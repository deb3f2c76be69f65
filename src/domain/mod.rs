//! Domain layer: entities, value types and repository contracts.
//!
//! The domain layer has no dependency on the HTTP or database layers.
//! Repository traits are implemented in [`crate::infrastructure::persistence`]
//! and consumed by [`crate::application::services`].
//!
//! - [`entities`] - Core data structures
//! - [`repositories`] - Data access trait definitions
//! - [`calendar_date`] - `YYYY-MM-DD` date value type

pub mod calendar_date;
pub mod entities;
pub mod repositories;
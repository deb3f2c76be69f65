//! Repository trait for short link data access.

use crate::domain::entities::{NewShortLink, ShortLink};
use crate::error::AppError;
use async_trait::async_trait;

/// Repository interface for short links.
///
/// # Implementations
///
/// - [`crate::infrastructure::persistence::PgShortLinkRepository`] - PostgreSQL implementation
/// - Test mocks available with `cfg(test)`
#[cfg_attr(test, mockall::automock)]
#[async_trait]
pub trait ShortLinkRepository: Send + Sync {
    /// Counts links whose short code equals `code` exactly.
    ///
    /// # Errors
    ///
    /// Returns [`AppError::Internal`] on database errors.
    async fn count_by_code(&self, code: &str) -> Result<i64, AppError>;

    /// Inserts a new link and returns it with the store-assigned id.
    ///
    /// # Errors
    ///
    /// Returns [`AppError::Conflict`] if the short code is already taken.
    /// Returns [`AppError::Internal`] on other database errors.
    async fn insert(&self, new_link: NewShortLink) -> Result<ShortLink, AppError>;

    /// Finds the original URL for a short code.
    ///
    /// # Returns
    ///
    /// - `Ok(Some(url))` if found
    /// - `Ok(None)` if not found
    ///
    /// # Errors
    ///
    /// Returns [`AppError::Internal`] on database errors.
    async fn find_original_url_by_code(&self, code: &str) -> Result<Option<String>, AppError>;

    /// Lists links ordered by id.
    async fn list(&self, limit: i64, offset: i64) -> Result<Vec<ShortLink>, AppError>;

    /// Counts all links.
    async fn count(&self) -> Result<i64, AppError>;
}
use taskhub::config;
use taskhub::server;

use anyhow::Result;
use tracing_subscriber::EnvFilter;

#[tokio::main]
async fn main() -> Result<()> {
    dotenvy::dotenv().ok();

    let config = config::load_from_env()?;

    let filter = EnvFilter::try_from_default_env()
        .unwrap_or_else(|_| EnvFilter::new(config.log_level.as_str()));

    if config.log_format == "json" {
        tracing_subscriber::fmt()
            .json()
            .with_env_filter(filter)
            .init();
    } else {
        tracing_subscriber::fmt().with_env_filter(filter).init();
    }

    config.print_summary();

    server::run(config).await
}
...
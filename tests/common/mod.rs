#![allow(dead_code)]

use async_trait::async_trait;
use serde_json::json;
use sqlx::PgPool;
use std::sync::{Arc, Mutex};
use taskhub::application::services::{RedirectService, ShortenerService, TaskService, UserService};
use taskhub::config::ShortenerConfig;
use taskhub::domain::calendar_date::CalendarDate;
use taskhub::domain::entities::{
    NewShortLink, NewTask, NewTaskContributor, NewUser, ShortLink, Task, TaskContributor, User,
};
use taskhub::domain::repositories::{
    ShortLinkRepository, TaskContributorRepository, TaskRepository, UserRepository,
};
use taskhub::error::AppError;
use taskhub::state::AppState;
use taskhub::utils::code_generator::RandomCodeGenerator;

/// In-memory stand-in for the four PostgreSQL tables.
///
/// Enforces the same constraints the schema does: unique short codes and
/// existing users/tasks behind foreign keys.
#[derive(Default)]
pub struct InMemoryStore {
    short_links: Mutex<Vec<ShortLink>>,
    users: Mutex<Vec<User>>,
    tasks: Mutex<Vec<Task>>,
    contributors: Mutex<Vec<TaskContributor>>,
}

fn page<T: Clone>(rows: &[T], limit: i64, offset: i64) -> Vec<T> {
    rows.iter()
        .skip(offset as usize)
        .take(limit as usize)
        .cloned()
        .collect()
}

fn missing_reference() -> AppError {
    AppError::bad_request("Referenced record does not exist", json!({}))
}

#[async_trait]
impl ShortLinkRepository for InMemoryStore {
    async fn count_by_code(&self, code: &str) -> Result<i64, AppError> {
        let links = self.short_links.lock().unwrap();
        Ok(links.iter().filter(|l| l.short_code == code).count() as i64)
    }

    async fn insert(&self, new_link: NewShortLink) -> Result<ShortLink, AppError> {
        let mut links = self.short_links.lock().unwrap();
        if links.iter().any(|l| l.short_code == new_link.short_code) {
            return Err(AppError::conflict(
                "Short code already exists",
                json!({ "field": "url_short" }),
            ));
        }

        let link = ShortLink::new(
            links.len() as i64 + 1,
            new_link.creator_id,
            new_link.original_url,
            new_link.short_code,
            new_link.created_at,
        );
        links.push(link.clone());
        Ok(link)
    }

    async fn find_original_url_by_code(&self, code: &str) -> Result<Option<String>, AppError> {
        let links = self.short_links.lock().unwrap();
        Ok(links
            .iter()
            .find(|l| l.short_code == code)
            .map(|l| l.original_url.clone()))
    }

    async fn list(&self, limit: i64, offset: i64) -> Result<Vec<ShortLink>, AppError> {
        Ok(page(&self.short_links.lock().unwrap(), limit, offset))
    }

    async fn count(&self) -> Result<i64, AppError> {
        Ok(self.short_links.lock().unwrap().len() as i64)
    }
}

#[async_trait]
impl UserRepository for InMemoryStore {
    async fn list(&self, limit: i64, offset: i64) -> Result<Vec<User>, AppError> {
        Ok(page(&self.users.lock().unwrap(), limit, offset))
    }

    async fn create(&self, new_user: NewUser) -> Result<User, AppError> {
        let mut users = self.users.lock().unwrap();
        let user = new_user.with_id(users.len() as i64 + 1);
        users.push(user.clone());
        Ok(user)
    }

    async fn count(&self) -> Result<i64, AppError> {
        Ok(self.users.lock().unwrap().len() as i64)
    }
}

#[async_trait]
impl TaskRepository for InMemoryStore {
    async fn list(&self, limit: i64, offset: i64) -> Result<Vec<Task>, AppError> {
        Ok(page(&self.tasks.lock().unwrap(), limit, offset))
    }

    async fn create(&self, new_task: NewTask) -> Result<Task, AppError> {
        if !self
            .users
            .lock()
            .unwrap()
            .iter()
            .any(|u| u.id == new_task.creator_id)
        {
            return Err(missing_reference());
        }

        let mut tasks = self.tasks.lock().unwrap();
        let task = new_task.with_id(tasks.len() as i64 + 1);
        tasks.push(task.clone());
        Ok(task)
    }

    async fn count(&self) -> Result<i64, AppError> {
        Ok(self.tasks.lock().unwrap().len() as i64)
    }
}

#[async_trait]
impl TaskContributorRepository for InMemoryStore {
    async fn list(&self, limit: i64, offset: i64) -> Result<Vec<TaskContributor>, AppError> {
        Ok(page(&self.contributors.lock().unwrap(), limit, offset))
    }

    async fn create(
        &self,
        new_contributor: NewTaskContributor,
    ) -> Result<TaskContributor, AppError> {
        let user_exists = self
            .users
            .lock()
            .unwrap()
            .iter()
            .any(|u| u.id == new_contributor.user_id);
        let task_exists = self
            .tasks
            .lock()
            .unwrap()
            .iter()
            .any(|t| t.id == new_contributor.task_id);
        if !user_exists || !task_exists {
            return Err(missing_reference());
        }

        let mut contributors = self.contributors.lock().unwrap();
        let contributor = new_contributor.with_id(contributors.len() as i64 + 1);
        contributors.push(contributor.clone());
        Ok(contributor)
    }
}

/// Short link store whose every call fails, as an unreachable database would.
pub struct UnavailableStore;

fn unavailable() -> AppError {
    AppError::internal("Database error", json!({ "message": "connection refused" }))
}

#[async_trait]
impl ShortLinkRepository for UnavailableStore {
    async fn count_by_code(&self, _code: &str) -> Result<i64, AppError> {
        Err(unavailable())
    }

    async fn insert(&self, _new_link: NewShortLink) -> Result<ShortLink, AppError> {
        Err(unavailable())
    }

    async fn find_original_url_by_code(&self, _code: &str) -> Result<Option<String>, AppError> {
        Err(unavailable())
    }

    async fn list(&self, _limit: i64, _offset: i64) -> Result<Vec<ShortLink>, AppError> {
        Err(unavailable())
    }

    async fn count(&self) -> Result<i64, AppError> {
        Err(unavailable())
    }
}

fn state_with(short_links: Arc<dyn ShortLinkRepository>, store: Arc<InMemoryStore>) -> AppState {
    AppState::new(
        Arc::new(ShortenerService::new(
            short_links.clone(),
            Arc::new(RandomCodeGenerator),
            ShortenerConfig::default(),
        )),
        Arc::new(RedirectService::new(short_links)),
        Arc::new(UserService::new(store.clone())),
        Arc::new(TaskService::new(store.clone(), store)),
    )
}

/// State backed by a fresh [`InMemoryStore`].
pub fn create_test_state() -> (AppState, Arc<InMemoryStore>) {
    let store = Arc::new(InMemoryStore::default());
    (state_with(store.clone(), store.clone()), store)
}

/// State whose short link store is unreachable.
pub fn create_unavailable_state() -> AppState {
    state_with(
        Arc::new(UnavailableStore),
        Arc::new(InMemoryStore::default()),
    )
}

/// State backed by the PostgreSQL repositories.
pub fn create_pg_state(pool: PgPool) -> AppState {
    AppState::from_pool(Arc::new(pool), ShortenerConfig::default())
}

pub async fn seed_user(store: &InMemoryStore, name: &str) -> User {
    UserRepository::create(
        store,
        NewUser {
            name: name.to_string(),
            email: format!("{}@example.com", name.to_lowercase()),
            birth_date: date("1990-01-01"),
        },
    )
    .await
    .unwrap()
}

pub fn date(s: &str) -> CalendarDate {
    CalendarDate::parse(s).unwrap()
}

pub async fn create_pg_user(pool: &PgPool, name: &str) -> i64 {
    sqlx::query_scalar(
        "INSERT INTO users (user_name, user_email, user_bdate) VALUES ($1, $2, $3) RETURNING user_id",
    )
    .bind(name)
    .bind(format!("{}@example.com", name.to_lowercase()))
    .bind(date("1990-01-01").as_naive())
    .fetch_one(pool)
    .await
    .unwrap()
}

• **Work to be completed**:
When a line in the listing includes the word "NewTaskContributor", report that line in full.

• **Task response**:
    NewShortLink, NewTask, NewTaskContributor, NewUser, ShortLink, Task, TaskContributor, User,
        new_contributor: NewTaskContributor,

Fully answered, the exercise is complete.